--- START ---

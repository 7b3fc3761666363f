// Copyright (c) 2024-2026 Martin Schröder <info@swedishembedded.com>
//
// SPDX-License-Identifier: MIT
//!
//! The running daemon: system store, overlay engine, link listener and
//! tact engine under one executor.

use std::sync::Arc;

use tokio::{net::TcpListener, task::JoinHandle};
use tracing::info;

use mist_overlay::{run_listener, Links, OverlayConfig, OverlayEngine, TactEngine};
use mist_store::SystemStore;

use crate::{config::NodeConfig, error::NodeError};

pub struct Node {
    pub(crate) config: NodeConfig,
    pub(crate) system: Arc<SystemStore>,
    pub(crate) engine: Arc<OverlayEngine>,
    pub(crate) links: Links,
    port: u16,
    tasks: Vec<JoinHandle<()>>,
}

impl Node {
    /// Open stores, bind the listener and start the background tasks.
    pub async fn start(config: NodeConfig) -> Result<Self, NodeError> {
        std::fs::create_dir_all(&config.data_dir)?;
        let system = Arc::new(SystemStore::open(&config.data_dir.join("system.db"))?);
        let links = Links::default();

        let engine = Arc::new(OverlayEngine::new(
            Arc::clone(&system),
            links.clone(),
            OverlayConfig {
                route_ttl: config.route_ttl(),
                max_message_age: config.max_message_age(),
                ttl_initial: config.ttl_initial,
            },
        ));

        let listener = TcpListener::bind(("0.0.0.0", config.p2p_port)).await?;
        let port = listener.local_addr()?.port();
        info!(port, "daemon listening for neighbor links");

        let acceptor = tokio::spawn(run_listener(listener, Arc::clone(&engine)));
        let tact = TactEngine::new(
            Arc::clone(&system),
            links.clone(),
            config.tact_interval(),
            config.packet_size,
            config.outbox_drain_limit,
        );
        let cadence = tokio::spawn(tact.run());

        Ok(Self {
            config,
            system,
            engine,
            links,
            port,
            tasks: vec![acceptor, cadence],
        })
    }

    /// The port the listener actually bound (useful with `p2p_port: 0`).
    pub fn port(&self) -> u16 {
        self.port
    }

    pub fn config(&self) -> &NodeConfig {
        &self.config
    }

    /// Cancel background tasks and detach any logged-in user. Stores
    /// close when the last reference drops; nothing pending blocks this.
    pub async fn shutdown(self) {
        for task in &self.tasks {
            task.abort();
        }
        self.engine.clear_active_user();
        info!("daemon stopped");
    }
}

--- END ---

▸ Exercise description
Review the preceding data and report every line that includes the string "NodeError".

▸ Your solution
use crate::{config::NodeConfig, error::NodeError};
    pub async fn start(config: NodeConfig) -> Result<Self, NodeError> {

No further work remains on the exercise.